A viscosity and ONOO bifunctional two-photon ratiometric fluorescent probe (Mito-ONOO) was developed based on the TBET mechanism to track autophagy and oxidative stress during OGD/R in real-time. The probe exhibited high fidelity for imaging viscosity and ONOO, mitochondrial targeting capability, and baseline separation of the dual emission peaks, facilitating the real-time and in situ tracking of autophagy and oxidative stress in living cells and in vivo with high resolution and reliability. Mito-ONOO is the first probe to enable real-time visualization of autophagy and oxidative stress during OGD/R using ratiometric analysis. Our results indicated that cells produced ONOO, leading to cellular oxidative stress during cellular OGD/R. Then after 15 min, there was a significant onset of cellular autophagy.
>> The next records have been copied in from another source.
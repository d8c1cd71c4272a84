use actix_web::{HttpRequest, HttpResponse, Result as ActixResult};

use super::SubmissionService;
use crate::errors::AssignEaseError;
use crate::grading::{grade_submission, round_marks};
use crate::models::submissions::responses::GradingSummary;
use crate::models::{ApiResponse, ErrorCode};
use crate::services::{error_response, executor_from};

pub async fn evaluate_submission(
    service: &SubmissionService,
    request: &HttpRequest,
    submission_id: i64,
) -> ActixResult<HttpResponse> {
    let storage = service.get_storage(request);
    let executor = executor_from(request);

    match grade_submission(&storage, &executor, submission_id).await {
        // 存储值不舍入，仅响应展示保留两位小数
        Ok(summary) => Ok(HttpResponse::Ok().json(ApiResponse::success(
            GradingSummary {
                auto_marks: round_marks(summary.auto_marks),
                percentage: round_marks(summary.percentage),
                ..summary
            },
            "Submission evaluated successfully",
        ))),
        Err(AssignEaseError::NotFound(msg)) => Ok(HttpResponse::NotFound().json(
            ApiResponse::error_empty(ErrorCode::SubmissionNotFound, msg),
        )),
        Err(e) => Ok(error_response(&e, ErrorCode::GradingFailed)),
    }
}
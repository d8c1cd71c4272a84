use actix_cors::Cors;
use actix_web::middleware::{Compress, DefaultHeaders};
use actix_web::{App, HttpServer, web};
use dotenv::dotenv;
use human_panic::setup_panic;
use tracing::{debug, warn};

// 从 lib.rs 导入模块
use assignease_grader::config::AppConfig;
use assignease_grader::models::AppStartTime;
use assignease_grader::routes;
use assignease_grader::runtime::lifetime;
use assignease_grader::utils::{json_error_handler, query_error_handler};

#[actix_web::main]
async fn main() -> std::io::Result<()> {
    dotenv().ok();

    // 记录程序启动时间
    let app_start_time = AppStartTime {
        start_datetime: chrono::Utc::now(),
    };

    // 启动前预处理 //

    // 初始化配置
    setup_panic!();
    AppConfig::init().expect("Failed to initialize configuration");
    let config = AppConfig::get();

    // 初始化日志
    let stdout_log = std::io::stdout();
    let (non_blocking_writer, _guard) = tracing_appender::non_blocking(stdout_log);
    let filter = tracing_subscriber::EnvFilter::new(&config.app.log_level);
    let tracing_format = tracing_subscriber::fmt::format()
        .with_level(true)
        .with_ansi(true);

    let tracing_builder = tracing_subscriber::fmt()
        .with_env_filter(filter)
        .with_writer(non_blocking_writer)
        .event_format(tracing_format);

    if config.is_development() {
        tracing_builder
            .with_file(true)
            .with_line_number(true)
            .init();
    } else {
        tracing_builder.json().init();
    }

    // 打印信息
    warn!(
        "Starting pre-startup processing...
        Project: {}
        Version: {}
        Authors: {}",
        env!("CARGO_PKG_NAME"),
        env!("CARGO_PKG_VERSION"),
        env!("CARGO_PKG_AUTHORS")
    );

    let startup = lifetime::startup::prepare_server_startup().await;

    let storage = startup.storage.clone();
    let executor = startup.executor.clone();
    let grader = startup.grader.clone();
    let dispatcher = startup.dispatcher.clone();

    // 输出预处理时间
    debug!(
        "Pre-startup processing completed in {} ms",
        chrono::Utc::now()
            .signed_duration_since(app_start_time.start_datetime)
            .num_milliseconds()
    );

    // 预处理完成 //

    warn!("Using {} CPU cores for the server", config.server.workers);

    // Start the HTTP server
    let server = HttpServer::new(move || {
        App::new()
            .wrap(
                Cors::default()
                    .allow_any_origin()
                    .allow_any_method()
                    .allow_any_header()
                    .max_age(config.cors.max_age),
            )
            .wrap(Compress::default())
            .wrap(
                DefaultHeaders::new()
                    .add(("Connection", "keep-alive"))
                    .add((
                        "Keep-Alive",
                        format!("timeout={}, max=1000", config.server.timeouts.keep_alive),
                    ))
                    .add(("Cache-Control", "no-cache, no-store, must-revalidate")),
            )
            .app_data(web::QueryConfig::default().error_handler(query_error_handler)) // 设置查询参数错误处理器
            .app_data(web::JsonConfig::default().error_handler(json_error_handler)) // 设置JSON错误处理器
            .app_data(web::Data::new(storage.clone()))
            .app_data(web::Data::new(executor.clone()))
            .app_data(web::Data::new(grader.clone()))
            .app_data(web::Data::new(dispatcher.clone()))
            .app_data(web::PayloadConfig::new(
                config.server.limits.max_payload_size,
            )) // 设置最大请求体大小
            .configure(routes::configure_language_routes) // 配置编程语言路由
            .configure(routes::configure_assignment_routes) // 配置作业与题目路由
            .configure(routes::configure_test_case_routes) // 配置测试用例路由
            .configure(routes::configure_submission_routes) // 配置提交与评测路由
            .configure(routes::configure_ai_evaluation_routes) // 配置 AI 评估路由
            .configure(routes::configure_notification_routes) // 配置通知路由
    })
    .keep_alive(std::time::Duration::from_secs(
        config.server.timeouts.keep_alive,
    )) // 启用长连接
    .client_request_timeout(std::time::Duration::from_millis(
        config.server.timeouts.client_request,
    )) // 客户端超时
    .client_disconnect_timeout(std::time::Duration::from_millis(
        config.server.timeouts.client_disconnect,
    )) // 断连超时
    .workers(config.server.workers);

    let server = {
        #[cfg(unix)]
        {
            if let Some(socket_path) = config.unix_socket_path() {
                warn!("Starting server on Unix socket: {}", socket_path);
                if std::path::Path::new(socket_path).exists() {
                    std::fs::remove_file(socket_path)?;
                }
                Some(server.bind_uds(socket_path)?)
            } else {
                let bind_address = config.server_bind_address();
                warn!("Starting server at http://{}", bind_address);
                Some(server.bind(bind_address)?)
            }
        }

        #[cfg(not(unix))]
        {
            let bind_address = config.server_bind_address();
            warn!("Starting server at http://{}", bind_address);
            Some(server.bind(bind_address)?)
        }
    }
    .expect("Server binding failed")
    .run();

    tokio::select! {
        res = server => {
            res?;
        }
        _ = lifetime::shutdown::listen_for_shutdown() => {
            warn!("Graceful shutdown: all tasks completed");
        }
    }

    Ok(())
}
We anticipate that these results will provide the impetus to develop new practical systems for stroke diagnosis, treatment, and drug design.

Data availability

All data supporting this study are provided as ESI accompanying this paper.

Author contributions

Wei Hu: conceptualization, investigation, methodology, data curation, writing – original draft. Taotao Qiang: conceptualization, supervision, validation, funding acquisition. Li Chai: validation, data curation. Tianyu Liang: methodology, data curation. Longfang Ren: validation, supervision. Chunya Li: supervision, validation, funding acquisition. Tony D. James: conceptualization, validation, supervision, project administration, writing – review and editing.

Conflicts of interest

TDJ acts as an academic consultant for TQ as part of a guest professorship at SUST.

Acknowledgements

This work was funded by the Open Project of Shaanxi Collaborative Innovation Center of Industrial Auxiliary Chemistry & Technology (No. XTKF-2020-05); The Key Scientific Research Group of Shaanxi Province (2020TD-009), Key Scientific Research Program of Shaanxi Provincial Education Department (Collaborative Innovation Center project) (20JY003), Science and Technology Plan Project of Xi'an Weiyang District (No. 201907) and the Youth Innovation Team of Shaanxi Universities. TDJ wishes to thank the Royal Society for a Wolfson Research Merit Award and the Open Research Fund of the School of Chemistry and Chemical Engineering, Henan Normal University for support (2020ZD01). CYL wishes to thank the National Natural Science Foundation of China (No. 22074160, 22004133, 21874157, 21675175), Major Projects of Technical Innovation of Hubei Province (No. 2017ACA172) and Natural Science Foundation of Hubei Province (No. 2018CFB617). We thank Dr Xiaoxing Xiong and Dr Yinze Ye (Central Laboratory, Renmin Hospital of Wuhan University, China) for evaluation of histopathology, stroke pathological model construction and technical help.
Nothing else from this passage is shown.